I would indeed go a step further and assert that not even the composer himself is fully cognizant of the final version of his work, and this opens the door to a multitude of possibilities for realizing the vision of his musical idea.
But how does an interpreter decide for one of these possibilities and ultimately arrive at his or her own interpretation of a composition? Personally, I could get completely lost in this question while maintaining an absolutely uncompromising opinion about it as a pianist. In addition to considerations of the structure, notation, key, aspects of modulation, arrangement, dynamics etc., the matter of tempo is very important. If a piece of music is played too fast, it can seem rushed; if it is played too slow, it might seem to drag. Moreover, every musician has their own fundamental tempo: The choice of tempo – whether one plays an indicated allegro somewhat rapidly or rather more slowly – is determined by one’s study of the composition and also by one’s own personality traits which are expressed in the performance. Since every person has their own fundamental tempo, every listener experiences music differently, too. Other relevant factors include the historical context of the work, the way we feel on a given day, the situation in which we perform or hear a piece of music …
The chosen tempo defines the relationship of the notes to one another, and it is the interpreter’s task to ascertain the one correct moment at which the following note must sound. One’s personal opinion falls victim to the paradox – at least in terms of the choice of tempo – that there is only one right moment for each note to be played and not several. It is thus a musician’s task to hear every note in advance and to give it presence through anticipatory attention so that it develops from the preceding note and sounds at exactly the right moment. I call this process relative perfection.

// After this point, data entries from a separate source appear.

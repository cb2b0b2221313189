use std::path::{Path, PathBuf};

use crate::config::{AppConfig, PathMapping};
use crate::error::{Error, Result};

/// Maps paths between the bulk storage tier, the cache tier and the
/// mount namespaces media servers report paths in.
#[derive(Debug, Clone)]
pub struct PathTranslator {
    bulk_root: PathBuf,
    demote_root: PathBuf,
    cache_root: PathBuf,
    mappings: Vec<(PathBuf, PathBuf)>,
}

impl PathTranslator {
    pub fn new(bulk_root: &Path, cache_root: &Path) -> Self {
        Self {
            bulk_root: bulk_root.to_path_buf(),
            demote_root: bulk_root.to_path_buf(),
            cache_root: cache_root.to_path_buf(),
            mappings: Vec::new(),
        }
    }

    pub fn from_config(config: &AppConfig) -> Self {
        Self::new(&config.bulk_root, &config.cache_root)
            .with_demote_root(config.demote_root())
            .with_mappings(&config.path_mappings)
    }

    pub fn with_demote_root(mut self, root: &Path) -> Self {
        self.demote_root = root.to_path_buf();
        self
    }

    /// Mappings are tried in order; the first matching container prefix wins.
    pub fn with_mappings(mut self, mappings: &[PathMapping]) -> Self {
        self.mappings = mappings
            .iter()
            .map(|m| {
                let container = PathBuf::from(normalize_separators(&m.container));
                let host = self.resolve_host_prefix(&normalize_separators(&m.host));
                (container, host)
            })
            .collect();
        self
    }

    pub fn bulk_root(&self) -> &Path {
        &self.bulk_root
    }

    pub fn cache_root(&self) -> &Path {
        &self.cache_root
    }

    /// Cache path -> its bulk storage counterpart.
    pub fn to_bulk(&self, cache_path: &Path) -> Result<PathBuf> {
        let rel = cache_path
            .strip_prefix(&self.cache_root)
            .map_err(|_| Error::NotUnderCacheRoot(cache_path.to_path_buf()))?;
        Ok(self.demote_root.join(rel))
    }

    /// Bulk path -> where it lives on the cache tier.
    pub fn to_cache(&self, bulk_path: &Path) -> Result<PathBuf> {
        let rel = bulk_path
            .strip_prefix(&self.bulk_root)
            .or_else(|_| bulk_path.strip_prefix(&self.demote_root))
            .map_err(|_| Error::NotUnderBulkRoot(bulk_path.to_path_buf()))?;
        Ok(self.cache_root.join(rel))
    }

    pub fn is_under_bulk(&self, path: &Path) -> bool {
        path.starts_with(&self.bulk_root)
    }

    /// Rewrite a path reported by a media server into a host path. Paths
    /// that match no mapping come back unchanged.
    pub fn translate_session_path(&self, raw: &str) -> PathBuf {
        let path = PathBuf::from(normalize_separators(raw));
        for (container, host) in &self.mappings {
            if let Ok(rel) = path.strip_prefix(container) {
                return host.join(rel);
            }
        }
        path
    }

    /// Cache-side directories that are mount targets and must survive pruning.
    pub fn protected_cache_dirs(&self) -> Vec<PathBuf> {
        self.mappings
            .iter()
            .filter_map(|(_, host)| self.to_cache(host).ok())
            .collect()
    }

    fn resolve_host_prefix(&self, host: &str) -> PathBuf {
        let host = PathBuf::from(host);
        if host.starts_with(&self.bulk_root) {
            host
        } else {
            let rel = host.strip_prefix("/").unwrap_or(&host);
            self.bulk_root.join(rel)
        }
    }
}

pub fn normalize_separators(path: &str) -> String {
    path.replace('\\', "/")
}
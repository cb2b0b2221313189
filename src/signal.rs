//! Reload and shutdown requests delivered by signals.
//!
//! SIGHUP requests a configuration reload; SIGINT and SIGTERM request
//! shutdown. Both are only acted on between cycles.

use std::sync::atomic::{AtomicBool, Ordering};
use std::sync::Arc;
use tracing::{info, warn};

use crate::error::{Error, Result};

static SIGHUP_RECEIVED: AtomicBool = AtomicBool::new(false);

#[cfg(unix)]
extern "C" fn on_sighup(_signum: libc::c_int) {
    SIGHUP_RECEIVED.store(true, Ordering::SeqCst);
}

#[derive(Debug, Clone, Default)]
pub struct Signals {
    shutdown: Arc<AtomicBool>,
    reload: Arc<AtomicBool>,
    hooked: bool,
}

impl Signals {
    /// Flags that are only set through the request methods.
    pub fn detached() -> Self {
        Self::default()
    }

    /// Install process signal handlers. Call once per process.
    pub fn install() -> Result<Self> {
        let signals = Self {
            hooked: true,
            ..Self::default()
        };

        let shutdown = signals.shutdown.clone();
        ctrlc::set_handler(move || {
            if shutdown.swap(true, Ordering::SeqCst) {
                warn!("Received second signal, forcing immediate exit");
                std::process::exit(1);
            }
            info!("Received shutdown signal, finishing current cycle...");
        })
        .map_err(|e| Error::Io(std::io::Error::new(std::io::ErrorKind::Other, e)))?;

        #[cfg(unix)]
        {
            let handler = on_sighup as extern "C" fn(libc::c_int) as libc::sighandler_t;
            // SAFETY: the handler only stores to an atomic, which is
            // async-signal-safe.
            let previous = unsafe { libc::signal(libc::SIGHUP, handler) };
            if previous == libc::SIG_ERR {
                return Err(Error::Io(std::io::Error::last_os_error()));
            }
        }

        Ok(signals)
    }

    pub fn request_shutdown(&self) {
        self.shutdown.store(true, Ordering::SeqCst);
    }

    pub fn request_reload(&self) {
        self.reload.store(true, Ordering::SeqCst);
    }

    pub fn shutdown_requested(&self) -> bool {
        self.shutdown.load(Ordering::SeqCst)
    }

    /// Returns true once per reload request.
    pub fn take_reload(&self) -> bool {
        let requested = self.reload.swap(false, Ordering::SeqCst);
        let hup = self.hooked && SIGHUP_RECEIVED.swap(false, Ordering::SeqCst);
        requested || hup
    }
}
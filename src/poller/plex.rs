use reqwest::blocking::Client;
use serde::Deserialize;
use std::collections::HashMap;
use std::sync::{Arc, Mutex};
use tracing::{debug, trace};

use super::session::{SessionRecord, Service};
use super::{get_json, http_client, MediaServer};
use crate::error::Result;

/// Rating key -> file path. A rating key's file never changes, so entries
/// live for the whole process.
pub type PlexPathCache = Arc<Mutex<HashMap<String, String>>>;

#[derive(Debug, Deserialize)]
struct PlexResponse {
    #[serde(rename = "MediaContainer")]
    media_container: Option<PlexContainer>,
}

#[derive(Debug, Default, Deserialize)]
struct PlexContainer {
    #[serde(rename = "Metadata", default)]
    metadata: Vec<PlexItem>,
}

#[derive(Debug, Deserialize)]
struct PlexItem {
    #[serde(rename = "ratingKey")]
    rating_key: Option<String>,
    #[serde(rename = "viewCount", default)]
    view_count: u64,
    #[serde(rename = "Media", default)]
    media: Vec<PlexMedia>,
}

#[derive(Debug, Deserialize)]
struct PlexMedia {
    #[serde(rename = "Part", default)]
    parts: Vec<PlexPart>,
}

#[derive(Debug, Deserialize)]
struct PlexPart {
    file: Option<String>,
}

impl PlexItem {
    fn first_file(&self) -> Option<String> {
        self.media
            .iter()
            .flat_map(|m| m.parts.iter())
            .find_map(|p| p.file.clone().filter(|f| !f.is_empty()))
    }
}

pub struct PlexClient {
    http: Client,
    base_url: String,
    token: String,
    paths: PlexPathCache,
}

impl PlexClient {
    pub fn new(base_url: &str, token: &str, paths: PlexPathCache) -> Result<Self> {
        Ok(Self {
            http: http_client()?,
            base_url: base_url.trim_end_matches('/').to_string(),
            token: token.to_string(),
            paths,
        })
    }

    fn get(&self, endpoint: &str) -> Result<PlexContainer> {
        let url = format!("{}{}", self.base_url, endpoint);
        let response: PlexResponse = get_json(&self.http, &url, "X-Plex-Token", &self.token)?;
        Ok(response.media_container.unwrap_or_default())
    }

    fn metadata(&self, rating_key: &str) -> Result<Option<PlexItem>> {
        let container = self.get(&format!("/library/metadata/{}", rating_key))?;
        Ok(container.metadata.into_iter().next())
    }

    fn cached_path(&self, rating_key: &str) -> Option<String> {
        self.paths.lock().ok()?.get(rating_key).cloned()
    }

    fn remember_path(&self, rating_key: &str, path: &str) {
        if let Ok(mut paths) = self.paths.lock() {
            paths.insert(rating_key.to_string(), path.to_string());
        }
    }

    /// Cached path first, then the session's own media parts, then a
    /// metadata lookup.
    fn resolve_path(&self, item: &PlexItem) -> Option<String> {
        let rating_key = item.rating_key.as_deref();
        if let Some(path) = rating_key.and_then(|rk| self.cached_path(rk)) {
            trace!("Plex path for {:?} from cache", rating_key);
            return Some(path);
        }

        let path = item.first_file().or_else(|| {
            let rk = rating_key?;
            debug!("Looking up Plex metadata for rating key {}", rk);
            match self.metadata(rk) {
                Ok(meta) => meta.and_then(|m| m.first_file()),
                Err(e) => {
                    debug!("Plex metadata lookup for {} failed: {}", rk, e);
                    None
                }
            }
        })?;

        if let Some(rk) = rating_key {
            self.remember_path(rk, &path);
        }
        Some(path)
    }
}

impl MediaServer for PlexClient {
    fn service(&self) -> Service {
        Service::Plex
    }

    fn active_sessions(&self) -> Result<Vec<SessionRecord>> {
        let container = self.get("/status/sessions")?;
        Ok(container
            .metadata
            .iter()
            .filter_map(|item| {
                let path = self.resolve_path(item)?;
                Some(SessionRecord {
                    source_path: path,
                    service: Service::Plex,
                    item_id: item.rating_key.clone().unwrap_or_default(),
                    user_id: None,
                })
            })
            .collect())
    }

    fn is_watched(&self, session: &SessionRecord) -> Result<bool> {
        Ok(self
            .metadata(&session.item_id)?
            .map(|item| item.view_count > 0)
            .unwrap_or(false))
    }
}
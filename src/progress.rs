use std::path::Path;

use crate::batch::BatchSummary;

/// Trait for reporting batch command progress.
///
/// The CLI implements it with an indicatif spinner. All methods have
/// default no-op implementations.
pub trait ProgressReporter: Send + Sync {
    fn on_batch_start(&self, _label: &str, _total_files: usize) {}
    fn on_file(&self, _done: usize, _path: &Path) {}
    fn on_batch_complete(&self, _summary: &BatchSummary) {}
}

/// No-op progress reporter for silent operation.
pub struct SilentReporter;

impl ProgressReporter for SilentReporter {}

Relative perfection is always individual, since it is not only the way one hears in advance, but also the manner of one’s individual attack that postpones the moment that a given note is linked to its successor: And thus not only the moment, but also the intention of each respective note. It is a contradiction which unites the freedom and personal outlook of every musician with the sole existing truth. However, this is not a rigid framework, and within the interpretation of the tempi there remains sufficient space for small retardations or accelerations: After all, an interpretation consists of much more than simply the perfect execution of a sequence of notes.
As a result of the transition of one note into the next as described above, a space is created in which exists: music. The important thing is thus not only to be found between the lines, but between two notes. Ideally, in a concert the trialogue between the composition, the interpreter and the audience gives rise to a moment of connection in which all those present are united in consonance. This phenomenon had fascinated me for a long time, and now there is a scientific explanation for it. Neurological research in recent years has demonstrated that music does not just unite people by means of a universal language, but also by its energy. According to a study carried out by Jessica Grahn of the University of Western Ontario, in a music concert, our brainwaves oscillate sympathetically and thus form connections to each other.
We are not actually mediators or interpreters, but rather transmitters. We are an interface, a medium between the composer and the listener, and we provide space for music to emerge. However all this is not as arbitrary as it may appear here, as listeners are hopefully aware, and I would like to offer an insight into the work that fills our daily life with many questions, frustrations and joys – and stills the hunger that lies at the source of our work and in the best case offers the audience a fulfilling evening.
Since the purported true essence of a composition can only be approached through the conduit of an interpreter, his personal opinions and interpretation, the fundamental notion of an interpretation is, as such, wrong. The question as to whether written notes can even be interpreted in the same way that we interpret, for instance, a long-term study, remains open. In order to actually provide an adequate and truthful interpretation of a piece of music we simply lack – despite careful preparation – too much information. The notes before us act as a guide, and my respect for the composer forbids me from observing his masterpiece in a purely scientific manner and thus believing that, as a result of correct analysis, it is to be played in a certain way, and only in that way.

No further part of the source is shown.